Turning back the pages of time, we find Gene Krupa, born the youngest of nine in 1909 of Slovak immigrants in the South Chicago area. In his early years, he worked for the Brown Music Company just off Commercial Avenue where he managed to put aside a small portion of his salary to buy a musical instrument . The cheapest available were the drums. His career began in 1929 when he went to New York where along with Benny Goodman and Glen Miller played in the pit band of George Gershwin’s musical “Strike Up The Band.” Gene formed his own band in 1938 which survived through the 1950’s .  His health became a problem and he was forced to retire from entertaining in 1967. Gene’s final public appearance was in a reunion of the old Goodman quartet in 1973. Later that same year he laid down his drumsticks and was put to rest at Holy Cross Cemetery in Calumet City.
       Jazz singer Gloria Van, nee Lucille Fanalla in 1920, moved to the East Side as a youngster after the death of her mother. She worked at Goldblatts in South Chicago behind the cookie counter. Her musical career encompassed jobs in her early years at Siegels Barbeque and Knowles Café in Hyde Park. A story was related that her father was a baker who sold yeast to two gangs who used the yeast to make beer. Al Capone told him not to sell to any other gang but his. Not heeding this advice, he was killed in 1929. Ms Van took the stage name of Gloria, touring the country , singing with Johnny “Scat” Davis , Hal McIntyre and Gene Krupa. She married Lynn Allison, big band singer and Music Shop owner. Hoagie Carmichael requested her to sing “Stardust” at the 1960 Chicago Music Festival at Soldier Field. She joined the heavenly choir in 2002 at age 82.
       Another south sider, Joni James, was born in 1930 as Joan Babo. She enjoyed dancing and joined a local group on a tour to Canada, and later as a; chorus girl at the Edgewater Beach Hotel. She changed her career to singing and was spotted by MGM and signed up in 1952. Her first hit “Why Don’t You Believe Me?” sold over a million copies . She was reported to be the first American to record at London’s Abby Road Studios.  After her first husbands death she began touring again in the mid-1990’s. She married Air Force General Bernard Schriever in 1997, who was an important figure in the ballistic missile development, and was widowed in 2005. For her contribution to the recording industry, she has a Star on the Hollywood Walk of Fame.     
(to be continued next issue)                                                                                                                                             by Gloria Novak

    Museum News
       Photos and other items from our collections continue to appear in exhibits, documentaries and on television.  The exhibit on Chicago neighborhood sports, which has several artifacts from our museum,  continues until October at the Harold Washington Library Special Collections on the ninth floor. 
       "Edens Lost and Found" a four hour / four city PBS series highlights practical solutions to improve the environment and quality of life in cities.  Several pictures from our collections were used in the Chicago segment of this production which aired on Channel 11 on May 18. 
       We are currently in discussion with the Chicago History Museum (formerly the Chicago Historical Society) regarding use of pictures from our collections for an exhibit on the Mexican community in Chicago.  They are interested in several images.
       We have provided a copy of an image of a woman waiting for a train at the East Side train station at 100th Street to the Sagamore Institute of the Adirondacks (a National Historic Landmark) for an exhibit they are planning. 
       Pictures from our collections were also used by the Illinois Labor History Society in a exhibit about Chicago's labor history.  The exhibit was displayed in the Daley Center Concourse in the Pedway. 
       Thanks to Victor Storino for his donation of several large aerial photographs of Republic Steel in its heyday.  We are in the process of mounting 4 of these photographs which provide a fascinating panorama of Republic Steel, the Calumet River, and Avenue O from about 107th Street to 132nd street. 
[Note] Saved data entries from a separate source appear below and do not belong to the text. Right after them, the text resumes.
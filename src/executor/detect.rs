//! Input-wait detection heuristics
//!
//! A process blocked reading stdin is indistinguishable, at the OS level,
//! from one that is merely slow. The detector classifies the output tail
//! instead, after every stdout chunk. It is deliberately permissive: a false
//! positive costs the caller one extra pause, while a miss looks like a hung
//! execution. Legitimate output that happens to end in a colon or question
//! mark will trip it.

use regex::Regex;

use super::types::InterpreterProfile;

/// Words conventionally used when asking for input
const INPUT_WORDS: &str = r"(?i)\b(enter|input|password)\b";

/// Decides whether a process is blocked awaiting interactive input
///
/// Implementations see the stdout transcript so far and the chunk that was
/// just appended, and return the extracted prompt on a positive.
pub trait InputWaitDetector: Send + Sync {
    fn detect(&self, transcript: &str, chunk: &str) -> Option<String>;
}

/// Pattern-based detector, tuned per interpreter profile
pub struct HeuristicDetector {
    prompt_markers: Vec<String>,
    continuation_markers: Vec<String>,
    input_words: Option<Regex>,
}

impl HeuristicDetector {
    pub fn from_profile(profile: &InterpreterProfile) -> Self {
        Self {
            prompt_markers: profile.prompt_markers.clone(),
            continuation_markers: profile.continuation_markers.clone(),
            input_words: Regex::new(INPUT_WORDS).ok(),
        }
    }

    fn chunk_requests_input(&self, chunk: &str) -> bool {
        self.input_words
            .as_ref()
            .map(|re| re.is_match(chunk))
            .unwrap_or(false)
    }
}

impl InputWaitDetector for HeuristicDetector {
    fn detect(&self, transcript: &str, chunk: &str) -> Option<String> {
        // The final line may still be incomplete; a prompt almost always ends
        // the stream without a newline.
        let final_line = transcript.rsplit('\n').next().unwrap_or("");
        let prompt = final_line.trim();
        if prompt.is_empty() {
            return None;
        }
        if self
            .continuation_markers
            .iter()
            .any(|m| final_line.starts_with(m.as_str()))
        {
            return None;
        }

        let has_prompt_marker = self
            .prompt_markers
            .iter()
            .any(|m| transcript.contains(m.as_str()));
        let ends_with_colon = chunk.trim_end().ends_with(':');
        let has_input_word = self.chunk_requests_input(chunk);
        let has_question = chunk.contains('?');

        if has_prompt_marker || ends_with_colon || has_input_word || has_question {
            Some(prompt.to_string())
        } else {
            None
        }
    }
}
SE Chicago Historical Society Calendar

           
Thursdays                                 1:00-4:00pm                           Southeast Chicago Historical Museum
First Sunday of the month        12 noon - 3:00pm                   Southeast Chicago Historical Museum
Regular hours of the Southeast Chicago Historical Museum.  Collections and exhibits focus on the history of Chicago’s Southeast Side including the communities of South Chicago, South Deering, the East Side, and Hegewisch.  Museum is located in the Calumet Park Field House at 9801 S. Avenue G in Chicago. 
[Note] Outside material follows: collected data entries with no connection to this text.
//! Live session registry
//!
//! Shared map from cell id to its running session. Entries are registered at
//! spawn and removed by the session's own supervisor, so the registry only
//! ever holds sessions whose process is still being driven.

use std::collections::HashMap;
use std::sync::Arc;

use tokio::sync::RwLock;
use tracing::debug;

use super::session::ExecutionSession;
use super::types::SessionSnapshot;

#[derive(Default)]
pub struct SessionRegistry {
    sessions: RwLock<HashMap<String, Arc<ExecutionSession>>>,
}

impl SessionRegistry {
    pub fn new() -> Self {
        Self::default()
    }

    /// Register a session under its cell id, returning any session the id
    /// previously mapped to
    pub async fn register(&self, session: Arc<ExecutionSession>) -> Option<Arc<ExecutionSession>> {
        let prior = self
            .sessions
            .write()
            .await
            .insert(session.cell_id().to_string(), session);
        if prior.is_some() {
            debug!("Replaced existing session registration");
        }
        prior
    }

    pub async fn lookup(&self, cell_id: &str) -> Option<Arc<ExecutionSession>> {
        self.sessions.read().await.get(cell_id).cloned()
    }

    /// Remove and return the session registered under `cell_id`
    pub async fn remove(&self, cell_id: &str) -> Option<Arc<ExecutionSession>> {
        self.sessions.write().await.remove(cell_id)
    }

    /// Remove the entry for `cell_id` only if it still points at `session`
    ///
    /// A cell re-executed while its old process winds down re-registers the
    /// id; the old supervisor's cleanup must not evict the new session.
    pub async fn remove_if_same(&self, cell_id: &str, session: &Arc<ExecutionSession>) {
        let mut sessions = self.sessions.write().await;
        if let Some(current) = sessions.get(cell_id) {
            if Arc::ptr_eq(current, session) {
                sessions.remove(cell_id);
            }
        }
    }

    /// Request termination of one session. Returns whether a live session
    /// was found; the kill itself completes asynchronously.
    pub async fn terminate_one(&self, cell_id: &str) -> bool {
        match self.lookup(cell_id).await {
            Some(session) => {
                debug!(cell_id = %cell_id, "Requesting session termination");
                session.request_termination();
                true
            }
            None => false,
        }
    }

    /// Request termination of every live session, fire-and-forget
    pub async fn terminate_all(&self) {
        let sessions: Vec<_> = self.sessions.read().await.values().cloned().collect();
        if sessions.is_empty() {
            return;
        }
        debug!(count = sessions.len(), "Requesting termination of all sessions");
        for session in sessions {
            session.request_termination();
        }
    }

    pub async fn len(&self) -> usize {
        self.sessions.read().await.len()
    }

    pub async fn is_empty(&self) -> bool {
        self.sessions.read().await.is_empty()
    }

    /// Point-in-time view of every live session
    pub async fn snapshots(&self) -> Vec<SessionSnapshot> {
        let sessions: Vec<_> = self.sessions.read().await.values().cloned().collect();
        let mut out = Vec::with_capacity(sessions.len());
        for session in sessions {
            out.push(session.snapshot().await);
        }
        out
    }
}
Due to the Labor Day holiday weekend the Southeast Chicago Historical Museum will not be open on Sunday, September 3.

July 21, 2006           Friday        5:00 pm                               Chicago Cable Television - Channel 19
July 23, 2006          Sunday        12 Noon                             Chicago Cable Television - Channel 19
Panel discussion and showing of “The Evolving Calumet: A Journey” a documentary film about the history, present condition, and potential of the main branch of the Calumet River.  The panel consists of the CEPA Video Committee, Judy Lihota, Grace Sowa, and Rod Sellers as well as the video production team Chris Boebel and Chris Walley.  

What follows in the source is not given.